Replying to LO26601 --
This is my first posting. My name is Bob McDonald, and I am a doctoral
student in Marketing at the University of Connecticut.
[Host's Note: Welcome, Bob! ..Rick]
I like Gavin's metaphor of tubes and pumps. Although I may be mistaken, I
suspect that he understands marketing as many people do: advertising and
sales. It is far more involved than advertising the latest flavor of
breakfast food or laundry detergent additive.
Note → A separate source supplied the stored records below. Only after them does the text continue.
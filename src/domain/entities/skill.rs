use std::str::FromStr;

use chrono::{DateTime, Utc};
use serde::{Deserialize, Serialize};
use uuid::Uuid;
use validator::{Validate, ValidationError};

use crate::domain::codec::{parse_enum, DecodeError};

#[derive(Debug, Clone, Copy, Serialize, Deserialize, PartialEq, Eq)]
#[serde(rename_all = "lowercase")]
pub enum SkillSource {
    Manual,
    Github,
}

impl SkillSource {
    pub fn as_str(&self) -> &'static str {
        match self {
            SkillSource::Manual => "manual",
            SkillSource::Github => "github",
        }
    }
}

impl FromStr for SkillSource {
    type Err = ();

    fn from_str(s: &str) -> Result<Self, Self::Err> {
        match s {
            "manual" => Ok(SkillSource::Manual),
            "github" => Ok(SkillSource::Github),
            _ => Err(()),
        }
    }
}

#[derive(Debug, Clone, Serialize, sqlx::FromRow)]
pub struct Skill {
    pub id: Uuid,
    pub name: String,
    pub created_at: DateTime<Utc>,
}

#[derive(Debug, sqlx::FromRow)]
pub struct UserSkillRow {
    pub skill_id: Uuid,
    pub name: String,
    pub proficiency_level: i16,
    pub verified: bool,
    pub source: String,
    pub updated_at: DateTime<Utc>,
}

#[derive(Debug, Clone, Serialize, PartialEq)]
pub struct UserSkill {
    pub skill_id: Uuid,
    pub name: String,
    pub proficiency_level: i16,
    pub verified: bool,
    pub source: SkillSource,
    pub updated_at: DateTime<Utc>,
}

impl TryFrom<UserSkillRow> for UserSkill {
    type Error = DecodeError;

    fn try_from(row: UserSkillRow) -> Result<Self, Self::Error> {
        Ok(UserSkill {
            skill_id: row.skill_id,
            name: row.name,
            proficiency_level: row.proficiency_level,
            verified: row.verified,
            source: parse_enum("user_skill", "source", &row.source)?,
            updated_at: row.updated_at,
        })
    }
}

/// One row to write into `user_skills`.
#[derive(Debug, Clone, PartialEq)]
pub struct SkillAssignment {
    pub name: String,
    pub proficiency_level: i16,
    pub verified: bool,
    pub source: SkillSource,
}

#[derive(Debug, Deserialize, Serialize, Validate)]
pub struct AddUserSkillRequest {
    #[validate(
        length(min = 1, max = 50, message = "Skill name must be 1-50 characters"),
        custom(function = "validate_skill_name")
    )]
    pub name: String,

    #[validate(range(min = 1, max = 5, message = "Proficiency level must be between 1 and 5"))]
    pub proficiency_level: i16,
}

impl AddUserSkillRequest {
    pub fn into_assignment(self) -> SkillAssignment {
        SkillAssignment {
            name: normalize_skill_name(&self.name),
            proficiency_level: self.proficiency_level,
            verified: false,
            source: SkillSource::Manual,
        }
    }
}

/// Collapses inner whitespace and trims, so "  Node.js " and "Node.js" resolve
/// to the same dictionary entry.
pub fn normalize_skill_name(name: &str) -> String {
    name.split_whitespace().collect::<Vec<_>>().join(" ")
}

fn validate_skill_name(name: &str) -> Result<(), ValidationError> {
    if name.trim().is_empty() || name.chars().any(|c| c.is_control()) {
        let mut err = ValidationError::new("invalid_skill_name");
        err.message = Some("Skill name cannot be blank or contain control characters".into());
        return Err(err);
    }
    Ok(())
}
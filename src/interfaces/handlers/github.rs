use actix_web::{web, HttpResponse, Responder};
use tracing::instrument;

use crate::{
    entities::github::{GitHubConnectResponse, OAuthCallbackQuery, ValidateSkillsRequest},
    errors::AppError,
    use_cases::extractors::AuthClaims,
    AppState,
};

/// Starts the OAuth flow: returns the URL the client should open.
#[instrument(skip(claims, state))]
pub async fn connect_github(claims: AuthClaims, state: web::Data<AppState>) -> Result<impl Responder, AppError> {
    let user_id = claims.user_id()?;

    let issued = state.oauth_states.issue(user_id);
    let authorize_url = match state.oauth.authorize_url(&issued) {
        Ok(url) => url,
        Err(e) => {
            // Drop the state so it cannot be redeemed later.
            let _ = state.oauth_states.consume(&issued);
            return Err(e.into());
        }
    };

    Ok(HttpResponse::Ok().json(GitHubConnectResponse {
        authorize_url,
        state: issued,
    }))
}

/// GitHub redirects the browser here. The state identifies the user, so no
/// bearer token is required.
#[instrument(skip(state, query))]
pub async fn github_callback(
    state: web::Data<AppState>,
    query: web::Query<OAuthCallbackQuery>,
) -> Result<impl Responder, AppError> {
    let query = query.into_inner();
    let user_id = state.oauth_states.consume(&query.state)?;

    let token = state.oauth.exchange_code(&query.code).await?;
    let connected = state.skill_validation_handler.connect(&user_id, &token).await?;

    tracing::info!(%user_id, github = %connected.github_username, saved = connected.saved, "GitHub connected");
    Ok(HttpResponse::Ok().json(connected))
}

#[instrument(skip(claims, state, data))]
pub async fn validate_skills(
    claims: AuthClaims,
    state: web::Data<AppState>,
    data: web::Json<ValidateSkillsRequest>,
) -> Result<impl Responder, AppError> {
    let user_id = claims.user_id()?;
    let response = state
        .skill_validation_handler
        .validate(&user_id, data.into_inner())
        .await?;
    Ok(HttpResponse::Ok().json(response))
}
use std::{sync::Arc, time::Duration};

use async_trait::async_trait;
use derive_more::Display;
use serde::Serialize;
use uuid::Uuid;

use crate::settings::AppConfig;

/// Transactional emails the platform asks the mail service to send.
/// Serialized as `{"type": ..., "data": {...}}`.
#[derive(Debug, Clone, Serialize, PartialEq)]
#[serde(tag = "type", content = "data", rename_all = "kebab-case")]
pub enum Notification {
    Welcome {
        to: String,
        name: String,
        role: String,
    },
    NewMessage {
        to: String,
        sender_name: String,
        conversation_id: Uuid,
        preview: String,
    },
    MatchInterest {
        to: String,
        from_name: String,
        match_id: Uuid,
        position_title: String,
    },
}

impl Notification {
    pub fn kind(&self) -> &'static str {
        match self {
            Notification::Welcome { .. } => "welcome",
            Notification::NewMessage { .. } => "new-message",
            Notification::MatchInterest { .. } => "match-interest",
        }
    }
}

#[derive(Debug, Display)]
pub enum NotifyError {
    #[display("Email request failed: {_0}")]
    Request(String),

    #[display("Email service returned HTTP {_0}")]
    HttpStatus(u16),
}

impl std::error::Error for NotifyError {}

impl From<reqwest::Error> for NotifyError {
    fn from(err: reqwest::Error) -> Self {
        NotifyError::Request(err.to_string())
    }
}

#[async_trait]
pub trait Notifier: Send + Sync {
    async fn send(&self, notification: &Notification) -> Result<(), NotifyError>;
}

/// Sends the notification in the background. Failures are logged and never
/// reach the caller.
pub fn dispatch(notifier: Arc<dyn Notifier>, notification: Notification) {
    tokio::spawn(async move {
        if let Err(e) = notifier.send(&notification).await {
            tracing::warn!(kind = notification.kind(), error = %e, "Email notification failed");
        }
    });
}

/// Posts notifications to the mail service's send endpoint.
pub struct EmailNotifier {
    client: reqwest::Client,
    endpoint: Option<String>,
    timeout: Duration,
}

impl EmailNotifier {
    pub fn new(config: &AppConfig) -> Self {
        EmailNotifier {
            client: reqwest::Client::new(),
            endpoint: config.email_endpoint.clone().filter(|e| !e.trim().is_empty()),
            timeout: Duration::from_secs(config.http_timeout_secs),
        }
    }

    pub fn is_enabled(&self) -> bool {
        self.endpoint.is_some()
    }
}

#[async_trait]
impl Notifier for EmailNotifier {
    async fn send(&self, notification: &Notification) -> Result<(), NotifyError> {
        let Some(endpoint) = &self.endpoint else {
            tracing::debug!(kind = notification.kind(), "No email endpoint configured, skipping");
            return Ok(());
        };

        let response = self
            .client
            .post(endpoint)
            .json(notification)
            .timeout(self.timeout)
            .send()
            .await?;

        if !response.status().is_success() {
            return Err(NotifyError::HttpStatus(response.status().as_u16()));
        }

        tracing::info!(kind = notification.kind(), "Email notification sent");
        Ok(())
    }
}
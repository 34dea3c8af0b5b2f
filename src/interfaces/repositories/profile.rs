use async_trait::async_trait;
use sqlx::{Postgres, QueryBuilder};
use uuid::Uuid;

use crate::{
    entities::profile::{
        CompanyProfileRow, DeveloperProfileRow, DeveloperSummary, GitHubLink, ProfileRow,
        UpsertCompanyProfileRequest, UpsertDeveloperProfileRequest, UpsertProfileRequest,
    },
    errors::AppError,
    repositories::sqlx_repo::SqlxProfileRepo,
};

const DEVELOPER_COLUMNS: &str = r#"
    d.user_id, p.full_name, p.avatar_url, d.title, d.bio, d.location,
    d.years_experience, d.available, d.github_username, d.github_public_repos,
    d.github_followers, d.github_connected_at, d.updated_at
"#;

/// Filters for the public developer directory.
#[derive(Debug, Clone, Default)]
pub struct DeveloperFilter {
    pub skill: Option<String>,
    pub available: Option<bool>,
    pub limit: i64,
    pub offset: i64,
}

/// Row counts shown on the admin dashboard.
#[derive(Debug, Clone, Default, serde::Serialize, sqlx::FromRow)]
pub struct PlatformCounts {
    pub developers: i64,
    pub companies: i64,
    pub conversations: i64,
    pub messages: i64,
}

#[async_trait]
pub trait ProfileRepository: Send + Sync {
    async fn check_connection(&self) -> Result<(), AppError>;
    async fn get_profile(&self, id: &Uuid) -> Result<Option<ProfileRow>, AppError>;
    /// Inserts or updates the base profile. Returns `true` when the row was created.
    async fn upsert_profile(&self, id: &Uuid, profile: &UpsertProfileRequest) -> Result<bool, AppError>;
    async fn get_developer_profile(&self, user_id: &Uuid) -> Result<Option<DeveloperProfileRow>, AppError>;
    async fn upsert_developer_profile(
        &self,
        user_id: &Uuid,
        profile: &UpsertDeveloperProfileRequest,
    ) -> Result<(), AppError>;
    async fn get_company_profile(&self, user_id: &Uuid) -> Result<Option<CompanyProfileRow>, AppError>;
    async fn upsert_company_profile(
        &self,
        user_id: &Uuid,
        slug: &str,
        profile: &UpsertCompanyProfileRequest,
    ) -> Result<(), AppError>;
    async fn link_github(&self, user_id: &Uuid, link: &GitHubLink) -> Result<(), AppError>;
    async fn search_developers(&self, filter: &DeveloperFilter) -> Result<Vec<DeveloperSummary>, AppError>;
    async fn platform_counts(&self) -> Result<PlatformCounts, AppError>;
}

impl SqlxProfileRepo {
    pub fn new(pool: sqlx::PgPool) -> Self {
        SqlxProfileRepo { pool }
    }
}

#[async_trait]
impl ProfileRepository for SqlxProfileRepo {
    async fn check_connection(&self) -> Result<(), AppError> {
        sqlx::query("SELECT 1")
            .execute(&self.pool)
            .await
            .map(|_| ())
            .map_err(AppError::from)
    }

    async fn get_profile(&self, id: &Uuid) -> Result<Option<ProfileRow>, AppError> {
        sqlx::query_as::<_, ProfileRow>(
            "SELECT id, role, full_name, email, avatar_url, is_admin, created_at, updated_at
             FROM profiles WHERE id = $1",
        )
        .bind(id)
        .fetch_optional(&self.pool)
        .await
        .map_err(AppError::from)
    }

    async fn upsert_profile(&self, id: &Uuid, profile: &UpsertProfileRequest) -> Result<bool, AppError> {
        // xmax is zero only for freshly inserted tuples
        let inserted: bool = sqlx::query_scalar(
            r#"INSERT INTO profiles (id, role, full_name, email, avatar_url)
               VALUES ($1, $2, $3, $4, $5)
               ON CONFLICT (id) DO UPDATE SET
                   role = EXCLUDED.role,
                   full_name = EXCLUDED.full_name,
                   email = EXCLUDED.email,
                   avatar_url = EXCLUDED.avatar_url,
                   updated_at = NOW()
               RETURNING (xmax = 0)"#,
        )
        .bind(id)
        .bind(profile.role.as_str())
        .bind(profile.full_name.trim())
        .bind(&profile.email)
        .bind(&profile.avatar_url)
        .fetch_one(&self.pool)
        .await?;

        Ok(inserted)
    }

    async fn get_developer_profile(&self, user_id: &Uuid) -> Result<Option<DeveloperProfileRow>, AppError> {
        let sql = format!(
            "SELECT {DEVELOPER_COLUMNS} FROM developer_profiles d
             JOIN profiles p ON p.id = d.user_id
             WHERE d.user_id = $1"
        );
        sqlx::query_as::<_, DeveloperProfileRow>(&sql)
            .bind(user_id)
            .fetch_optional(&self.pool)
            .await
            .map_err(AppError::from)
    }

    async fn upsert_developer_profile(
        &self,
        user_id: &Uuid,
        profile: &UpsertDeveloperProfileRequest,
    ) -> Result<(), AppError> {
        sqlx::query(
            r#"INSERT INTO developer_profiles (user_id, title, bio, location, years_experience, available)
               VALUES ($1, $2, $3, $4, $5, $6)
               ON CONFLICT (user_id) DO UPDATE SET
                   title = EXCLUDED.title,
                   bio = EXCLUDED.bio,
                   location = EXCLUDED.location,
                   years_experience = EXCLUDED.years_experience,
                   available = EXCLUDED.available,
                   updated_at = NOW()"#,
        )
        .bind(user_id)
        .bind(profile.title.trim())
        .bind(&profile.bio)
        .bind(&profile.location)
        .bind(profile.years_experience)
        .bind(profile.available)
        .execute(&self.pool)
        .await?;

        Ok(())
    }

    async fn get_company_profile(&self, user_id: &Uuid) -> Result<Option<CompanyProfileRow>, AppError> {
        sqlx::query_as::<_, CompanyProfileRow>(
            "SELECT user_id, company_name, slug, website, industry, company_size, description, updated_at
             FROM company_profiles WHERE user_id = $1",
        )
        .bind(user_id)
        .fetch_optional(&self.pool)
        .await
        .map_err(AppError::from)
    }

    async fn upsert_company_profile(
        &self,
        user_id: &Uuid,
        slug: &str,
        profile: &UpsertCompanyProfileRequest,
    ) -> Result<(), AppError> {
        sqlx::query(
            r#"INSERT INTO company_profiles (user_id, company_name, slug, website, industry, company_size, description)
               VALUES ($1, $2, $3, $4, $5, $6, $7)
               ON CONFLICT (user_id) DO UPDATE SET
                   company_name = EXCLUDED.company_name,
                   slug = EXCLUDED.slug,
                   website = EXCLUDED.website,
                   industry = EXCLUDED.industry,
                   company_size = EXCLUDED.company_size,
                   description = EXCLUDED.description,
                   updated_at = NOW()"#,
        )
        .bind(user_id)
        .bind(profile.company_name.trim())
        .bind(slug)
        .bind(&profile.website)
        .bind(&profile.industry)
        .bind(&profile.company_size)
        .bind(&profile.description)
        .execute(&self.pool)
        .await
        .map_err(|e| match e {
            sqlx::Error::Database(db_err) if db_err.code().as_deref() == Some("23505") => {
                AppError::Conflict("A company with this name already exists".to_string())
            }
            _ => AppError::from(e),
        })?;

        Ok(())
    }

    async fn link_github(&self, user_id: &Uuid, link: &GitHubLink) -> Result<(), AppError> {
        let result = sqlx::query(
            r#"UPDATE developer_profiles SET
                   github_username = $2,
                   github_public_repos = $3,
                   github_followers = $4,
                   github_connected_at = NOW(),
                   updated_at = NOW()
               WHERE user_id = $1"#,
        )
        .bind(user_id)
        .bind(&link.username)
        .bind(link.public_repos)
        .bind(link.followers)
        .execute(&self.pool)
        .await?;

        if result.rows_affected() == 0 {
            return Err(AppError::NotFound("Developer profile not found".to_string()));
        }
        Ok(())
    }

    async fn search_developers(&self, filter: &DeveloperFilter) -> Result<Vec<DeveloperSummary>, AppError> {
        let mut builder: QueryBuilder<Postgres> = QueryBuilder::new(
            "SELECT d.user_id, p.full_name, p.avatar_url, d.title, d.location, d.years_experience, d.available
             FROM developer_profiles d
             JOIN profiles p ON p.id = d.user_id
             WHERE TRUE",
        );

        if let Some(available) = filter.available {
            builder.push(" AND d.available = ").push_bind(available);
        }

        if let Some(skill) = filter.skill.as_deref() {
            builder
                .push(
                    " AND EXISTS (SELECT 1 FROM user_skills us JOIN skills s ON s.id = us.skill_id
                      WHERE us.user_id = d.user_id AND lower(s.name) = lower(",
                )
                .push_bind(skill.to_string())
                .push("))");
        }

        builder
            .push(" ORDER BY d.updated_at DESC, d.user_id LIMIT ")
            .push_bind(filter.limit)
            .push(" OFFSET ")
            .push_bind(filter.offset);

        builder
            .build_query_as::<DeveloperSummary>()
            .fetch_all(&self.pool)
            .await
            .map_err(AppError::from)
    }

    async fn platform_counts(&self) -> Result<PlatformCounts, AppError> {
        sqlx::query_as::<_, PlatformCounts>(
            r#"SELECT
                   (SELECT COUNT(*) FROM profiles WHERE role = 'developer') AS developers,
                   (SELECT COUNT(*) FROM profiles WHERE role = 'company') AS companies,
                   (SELECT COUNT(*) FROM conversations) AS conversations,
                   (SELECT COUNT(*) FROM messages) AS messages"#,
        )
        .fetch_one(&self.pool)
        .await
        .map_err(AppError::from)
    }
}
In a typical introductory
college marketing course, advertising and sales represent less than ten
percent of the syllabus.
The principles of marketing are continuously applied in many areas of
society including government, politics, and not-for-profit organizations.
While marketing might not represent a full social system, it is
essentially the mechanism by which society (governments) decides whether
to build roads, airports, schools, or hospitals, where and when to build
them, how many to build, and how large to make them. So it does have a
role in creating the infrastructure to support the other societal systems.
>From an organizational perspective, marketing plays a key role in learning
and responding to changes in the environment. Boundary spanners in areas
like sales, customer service, and market research bring information to the
organization. This information is interpreted and disseminated throughout
the organization, often resulting in new outputs (new products, modified
offers, new markets, etc.). The only question is what form the
I recommend readings on the subject of market orientation, particularly
two seminal articles that appeared in the Journal of Marketing in 1990.
One, by Ajay Kholi and Bernard Jaworski describes market orientation as
knowledge acquisition, dissemination and reaction. The other, by Stan
SLater and John Narver, more clearly links market orientation with a
culture of organizational learning.
I've enjoyed the postings and look forward to more reading.